Not to nitpick, but in English it’s “cylinder”, not “cilinder”, although I believe that spelling is correct in some languages.
More importantly I disagree that the Il-2 has any relation to the Fairey Battle. They share nothing other than the same general layout, and it’s a very obvious, common-sense layout. You could say the Japanese Ki-51 Sonia is a “copy” of the Battle, other than having a radial engine and fixed gear. Heck, you could say the same, but even more accurately, about the B5N Kate, or even the B6N Jill. The B5N is a lightly-loaded monoplane with a three-man crew, 1,000-2,000lb bombload, 1,000hp-class engine. The bombardier sits in the middle and aims the bombs through a window in the floor (when not being used as a torpedo bomber). The B6N is the same, only bigger and more powerful. The Ki-51 is a light bomber and observation plane, with a 2-man crew and also can aim bombs through a window in the floor of the rear. The Ki-30 Cherry comes to mind. All of these are far more like the Battle than the Il-2…even the SBD and the TBD Devastator, really. Far from being unusual, the general layout is the FIRST thing that comes to mind when asked to design a light bomber. It’s only by thinking outside the box that you come up with twin engines, twin tails, machines like the Fw 189, etc. The Il-2 is really a very different machine, other than both of them being low-wing monoplanes with long-ish canopies, single liquid-cooled engines, and the ability to drop bombs. Oh, and both of them can carry bombs in underwing “bays” and have rear gunners. That’s a pretty tiny similarity. The Il-2 was originally designed as a single-seat armored ground attack plane. It was built around heavy cannon armament, a single pilot, and heavy armor from ground fire. That’s really nothing like the formula of the Battle.

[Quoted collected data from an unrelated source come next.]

// SPDX-License-Identifier: MPL-2.0
//! Read-only catalog snapshot shared between pages.

use super::types::{Artist, Artwork};
use std::cmp::Ordering;
use std::sync::Arc;

/// Legacy URL slugs that do not start with the artist id.
const SLUG_ALIASES: &[(&str, &str)] = &[
    ("nini-mzhavia", "nini"),
    ("mzia-kashia", "mzia"),
    ("nanuli-gogiberidze", "nanuli"),
    ("salome-mzhavia", "salome"),
];

#[derive(Debug, Default)]
struct Records {
    artists: Vec<Artist>,
    artworks: Vec<Artwork>,
}

/// Immutable list of artists and artworks.
///
/// Cloning is cheap: clones share the same records.
#[derive(Debug, Clone, Default)]
pub struct Catalog {
    records: Arc<Records>,
}

impl Catalog {
    #[must_use]
    pub fn new(artists: Vec<Artist>, artworks: Vec<Artwork>) -> Self {
        Self {
            records: Arc::new(Records { artists, artworks }),
        }
    }

    /// Catalog used when no provider could deliver one.
    #[must_use]
    pub fn empty() -> Self {
        Self::default()
    }

    #[must_use]
    pub fn is_empty(&self) -> bool {
        self.records.artists.is_empty() && self.records.artworks.is_empty()
    }

    #[must_use]
    pub fn artists(&self) -> &[Artist] {
        &self.records.artists
    }

    #[must_use]
    pub fn artworks(&self) -> &[Artwork] {
        &self.records.artworks
    }

    /// Artists with a real profile, in catalog order.
    pub fn listed_artists(&self) -> impl Iterator<Item = &Artist> {
        self.records.artists.iter().filter(|artist| !artist.placeholder)
    }

    #[must_use]
    pub fn artist(&self, id: &str) -> Option<&Artist> {
        self.records.artists.iter().find(|artist| artist.id == id)
    }

    /// Finds an artist from a URL slug.
    ///
    /// Tries, in order: an exact slug, an exact id, a known alias and finally
    /// the part of the slug before the first `-`.
    #[must_use]
    pub fn artist_by_slug(&self, slug: &str) -> Option<&Artist> {
        let slug = slug.trim();
        if slug.is_empty() {
            return None;
        }
        if let Some(artist) = self.records.artists.iter().find(|a| a.slug == slug) {
            return Some(artist);
        }
        self.artist(canonical_artist_id(slug))
    }

    /// Every artwork, in listing order.
    #[must_use]
    pub fn ordered_artworks(&self) -> Vec<&Artwork> {
        ordered(self.records.artworks.iter())
    }

    /// Artworks of one artist, in listing order.
    #[must_use]
    pub fn artworks_by(&self, artist_id: &str) -> Vec<&Artwork> {
        ordered(
            self.records
                .artworks
                .iter()
                .filter(|artwork| artwork.artist == artist_id),
        )
    }

    /// Artworks flagged for the shop, in listing order.
    #[must_use]
    pub fn shop_listing(&self) -> Vec<&Artwork> {
        ordered(
            self.records
                .artworks
                .iter()
                .filter(|artwork| artwork.show_in_shop),
        )
    }
}

/// Maps a URL slug onto an artist id.
#[must_use]
pub fn canonical_artist_id(slug: &str) -> &str {
    SLUG_ALIASES
        .iter()
        .find(|(alias, _)| *alias == slug)
        .map(|(_, id)| *id)
        .unwrap_or_else(|| slug.split('-').next().unwrap_or(slug))
}

/// Listing order: unsold first, then curated order, then newest first.
///
/// Artworks with a curated order come before those without one. Full ties
/// keep their catalog order (the sort is stable).
#[must_use]
pub fn listing_order(a: &Artwork, b: &Artwork) -> Ordering {
    a.status
        .is_sold()
        .cmp(&b.status.is_sold())
        .then_with(|| match (a.manual_order, b.manual_order) {
            (Some(x), Some(y)) => x.cmp(&y),
            (Some(_), None) => Ordering::Less,
            (None, Some(_)) => Ordering::Greater,
            (None, None) => Ordering::Equal,
        })
        .then_with(|| match (a.created_at, b.created_at) {
            (Some(x), Some(y)) => y.cmp(&x),
            (Some(_), None) => Ordering::Less,
            (None, Some(_)) => Ordering::Greater,
            (None, None) => Ordering::Equal,
        })
}

fn ordered<'a>(artworks: impl Iterator<Item = &'a Artwork>) -> Vec<&'a Artwork> {
    let mut list: Vec<&Artwork> = artworks.collect();
    list.sort_by(|a, b| listing_order(a, b));
    list
}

Although that brings me to my next point: you have fallen for the same old lies that I’ve seen repeated in numerous sources, that the Battle “utterly lacked armor”. I don’t know where this mnotion originally came from, but it’s been repeated in so many sources that it’s become established “fact” by now. Reality: the Battle was considered heavily armored for the era. Here is an article translated from German discussing armor of various British aircraft, which “only includes the obsolescent Battle due to its unusually heavy armor”, including a diagram of location of all the armor plates, which well-protect the entire rear sector and a good deal of the lower sector from light-caliber fire. It’s not of the same caliber or intent as the heavy armor of the Il-2, but it’s quite heavy for the era (another myth: that the Battle “lacked the armor and self-sealing fuel tanks that were common among its contemporaries”. False. Self-sealing tanks were in their very infancy, and only the very newest British types were fitted with crude self-sealing tanks at the outbreak of the war, and armor was unusual and thin. It wasn’t until after combat experience that they began to hastily add armor to the cockpits and fuel tanks, pending successful production of self-sealing tanks. So you see, the Battle was EXACTLY LIKE its contemporaries, not lacking something that other planes had all adopted by then. The Wellington, Hampden, Whitley, none of them entered the war with self-sealing tanks. No US combat craft had them. Not sure about the Hurricane, but they were a new gadget on Spitfires. I don’t think things were any different with the Germans.
But on the whole I totally agree with you: there was nothing wrong with the Battle, per se. If the British hadn’t been obsessed with the mistaken notion of bombers fighting their way through to the target all alone, the Battle could have been a far more successful machine. If protected by a suitable escort to keep the fighters off of the bombers (and used on lighter battlefield targets instead of heavily defended targets that were more properly the work of more powerful bombers), it could have enjoyed a very different reputation, and be remembered as a useful light bomber and auxiliary aircraft. The Ki-52 and Il-2 were both highly successful in their niches…but you didn’t see the Japanese sending the Ki-51 against heavily-defended dockyards. And you didn’t see them sending the B5N to attack the US fleet without fighter escort…when they did, they were massacred.